▸ Problem to work on: The job is to output each record again, character for character.

▸ Available data:
____

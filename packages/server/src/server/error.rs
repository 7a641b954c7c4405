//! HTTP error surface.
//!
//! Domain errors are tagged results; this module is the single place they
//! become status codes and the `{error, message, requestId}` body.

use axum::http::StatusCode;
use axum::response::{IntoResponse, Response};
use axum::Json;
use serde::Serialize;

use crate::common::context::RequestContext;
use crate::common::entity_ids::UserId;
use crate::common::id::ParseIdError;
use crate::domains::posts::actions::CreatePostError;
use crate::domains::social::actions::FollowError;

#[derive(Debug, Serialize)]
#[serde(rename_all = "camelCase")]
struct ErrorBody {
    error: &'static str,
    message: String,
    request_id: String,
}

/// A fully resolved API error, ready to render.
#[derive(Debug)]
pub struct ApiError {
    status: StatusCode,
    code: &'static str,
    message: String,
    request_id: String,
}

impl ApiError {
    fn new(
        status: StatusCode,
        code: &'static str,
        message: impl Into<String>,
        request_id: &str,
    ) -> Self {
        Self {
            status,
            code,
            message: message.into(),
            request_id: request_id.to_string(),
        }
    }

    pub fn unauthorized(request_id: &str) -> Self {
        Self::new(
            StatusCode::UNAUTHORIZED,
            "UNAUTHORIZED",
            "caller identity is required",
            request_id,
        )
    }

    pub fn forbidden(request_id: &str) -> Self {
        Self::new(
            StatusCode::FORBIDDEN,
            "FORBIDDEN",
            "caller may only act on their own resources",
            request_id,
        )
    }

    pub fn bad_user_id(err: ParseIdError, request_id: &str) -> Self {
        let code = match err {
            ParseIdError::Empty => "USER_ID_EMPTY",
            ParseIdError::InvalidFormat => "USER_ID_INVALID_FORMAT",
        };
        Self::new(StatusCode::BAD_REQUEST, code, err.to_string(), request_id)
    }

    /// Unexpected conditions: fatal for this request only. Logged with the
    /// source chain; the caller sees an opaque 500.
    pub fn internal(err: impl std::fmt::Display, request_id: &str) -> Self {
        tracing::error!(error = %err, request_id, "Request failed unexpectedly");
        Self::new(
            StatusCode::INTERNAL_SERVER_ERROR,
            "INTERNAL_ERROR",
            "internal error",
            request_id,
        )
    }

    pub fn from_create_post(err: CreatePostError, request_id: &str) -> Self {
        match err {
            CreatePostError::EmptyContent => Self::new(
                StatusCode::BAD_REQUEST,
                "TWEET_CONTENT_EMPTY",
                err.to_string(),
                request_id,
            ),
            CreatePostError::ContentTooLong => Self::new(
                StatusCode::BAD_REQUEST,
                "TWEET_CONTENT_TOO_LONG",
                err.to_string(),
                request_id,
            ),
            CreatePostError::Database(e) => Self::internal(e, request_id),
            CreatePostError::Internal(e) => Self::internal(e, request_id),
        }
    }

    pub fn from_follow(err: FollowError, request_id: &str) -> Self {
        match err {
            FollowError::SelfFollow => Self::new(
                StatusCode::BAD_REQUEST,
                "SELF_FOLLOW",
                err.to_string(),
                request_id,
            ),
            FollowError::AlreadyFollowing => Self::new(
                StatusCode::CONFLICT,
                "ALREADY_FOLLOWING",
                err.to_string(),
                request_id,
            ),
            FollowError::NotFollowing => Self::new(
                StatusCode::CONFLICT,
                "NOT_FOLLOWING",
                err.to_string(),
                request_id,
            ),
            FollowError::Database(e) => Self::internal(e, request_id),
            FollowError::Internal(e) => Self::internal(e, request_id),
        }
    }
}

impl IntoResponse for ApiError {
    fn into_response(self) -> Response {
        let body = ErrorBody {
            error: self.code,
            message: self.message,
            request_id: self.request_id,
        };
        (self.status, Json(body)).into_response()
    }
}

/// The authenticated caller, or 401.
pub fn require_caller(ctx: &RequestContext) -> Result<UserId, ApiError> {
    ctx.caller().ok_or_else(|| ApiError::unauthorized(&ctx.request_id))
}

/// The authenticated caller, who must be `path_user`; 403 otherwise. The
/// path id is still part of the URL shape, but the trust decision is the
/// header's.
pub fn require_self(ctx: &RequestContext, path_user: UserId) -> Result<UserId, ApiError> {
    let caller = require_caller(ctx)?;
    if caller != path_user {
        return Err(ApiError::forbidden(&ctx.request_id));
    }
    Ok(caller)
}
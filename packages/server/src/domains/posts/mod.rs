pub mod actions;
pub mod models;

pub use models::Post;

____

▸ Problem solution:
filename packages/server/src/server/error.rs
repository 7a641b954c7c4405
//! HTTP error surface.
//!
//! Domain errors are tagged results; this module is the single place they
//! become status codes and the `{error, message, requestId}` body.

use axum::http::StatusCode;
use axum::response::{IntoResponse, Response};
use axum::Json;
use serde::Serialize;

use crate::common::context::RequestContext;
use crate::common::entity_ids::UserId;
use crate::common::id::ParseIdError;
use crate::domains::posts::actions::CreatePostError;
use crate::domains::social::actions::FollowError;

#[derive(Debug, Serialize)]
#[serde(rename_all = "camelCase")]
struct ErrorBody {
    error: &'static str,
    message: String,
    request_id: String,
}

/// A fully resolved API error, ready to render.
#[derive(Debug)]
pub struct ApiError {
    status: StatusCode,
    code: &'static str,
    message: String,
    request_id: String,
}

impl ApiError {
    fn new(
        status: StatusCode,
        code: &'static str,
        message: impl Into<String>,
        request_id: &str,
    ) -> Self {
        Self {
            status,
            code,
            message: message.into(),
            request_id: request_id.to_string(),
        }
    }

    pub fn unauthorized(request_id: &str) -> Self {
        Self::new(
            StatusCode::UNAUTHORIZED,
            "UNAUTHORIZED",
            "caller identity is required",
            request_id,
        )
    }

    pub fn forbidden(request_id: &str) -> Self {
        Self::new(
            StatusCode::FORBIDDEN,
            "FORBIDDEN",
            "caller may only act on their own resources",
            request_id,
        )
    }

    pub fn bad_user_id(err: ParseIdError, request_id: &str) -> Self {
        let code = match err {
            ParseIdError::Empty => "USER_ID_EMPTY",
            ParseIdError::InvalidFormat => "USER_ID_INVALID_FORMAT",
        };
        Self::new(StatusCode::BAD_REQUEST, code, err.to_string(), request_id)
    }

    /// Unexpected conditions: fatal for this request only. Logged with the
    /// source chain; the caller sees an opaque 500.
    pub fn internal(err: impl std::fmt::Display, request_id: &str) -> Self {
        tracing::error!(error = %err, request_id, "Request failed unexpectedly");
        Self::new(
            StatusCode::INTERNAL_SERVER_ERROR,
            "INTERNAL_ERROR",
            "internal error",
            request_id,
        )
    }

    pub fn from_create_post(err: CreatePostError, request_id: &str) -> Self {
        match err {
            CreatePostError::EmptyContent => Self::new(
                StatusCode::BAD_REQUEST,
                "TWEET_CONTENT_EMPTY",
                err.to_string(),
                request_id,
            ),
            CreatePostError::ContentTooLong => Self::new(
                StatusCode::BAD_REQUEST,
                "TWEET_CONTENT_TOO_LONG",
                err.to_string(),
                request_id,
            ),
            CreatePostError::Database(e) => Self::internal(e, request_id),
            CreatePostError::Internal(e) => Self::internal(e, request_id),
        }
    }

    pub fn from_follow(err: FollowError, request_id: &str) -> Self {
        match err {
            FollowError::SelfFollow => Self::new(
                StatusCode::BAD_REQUEST,
                "SELF_FOLLOW",
                err.to_string(),
                request_id,
            ),
            FollowError::AlreadyFollowing => Self::new(
                StatusCode::CONFLICT,
                "ALREADY_FOLLOWING",
                err.to_string(),
                request_id,
            ),
            FollowError::NotFollowing => Self::new(
                StatusCode::CONFLICT,
                "NOT_FOLLOWING",
                err.to_string(),
                request_id,
            ),
            FollowError::Database(e) => Self::internal(e, request_id),
            FollowError::Internal(e) => Self::internal(e, request_id),
        }
    }
}

impl IntoResponse for ApiError {
    fn into_response(self) -> Response {
        let body = ErrorBody {
            error: self.code,
            message: self.message,
            request_id: self.request_id,
        };
        (self.status, Json(body)).into_response()
    }
}

/// The authenticated caller, or 401.
pub fn require_caller(ctx: &RequestContext) -> Result<UserId, ApiError> {
    ctx.caller().ok_or_else(|| ApiError::unauthorized(&ctx.request_id))
}

/// The authenticated caller, who must be `path_user`; 403 otherwise. The
/// path id is still part of the URL shape, but the trust decision is the
/// header's.
pub fn require_self(ctx: &RequestContext, path_user: UserId) -> Result<UserId, ApiError> {
    let caller = require_caller(ctx)?;
    if caller != path_user {
        return Err(ApiError::forbidden(&ctx.request_id));
    }
    Ok(caller)
}
filename packages/server/src/domains/posts/mod.rs
pub mod actions;
pub mod models;

pub use models::Post;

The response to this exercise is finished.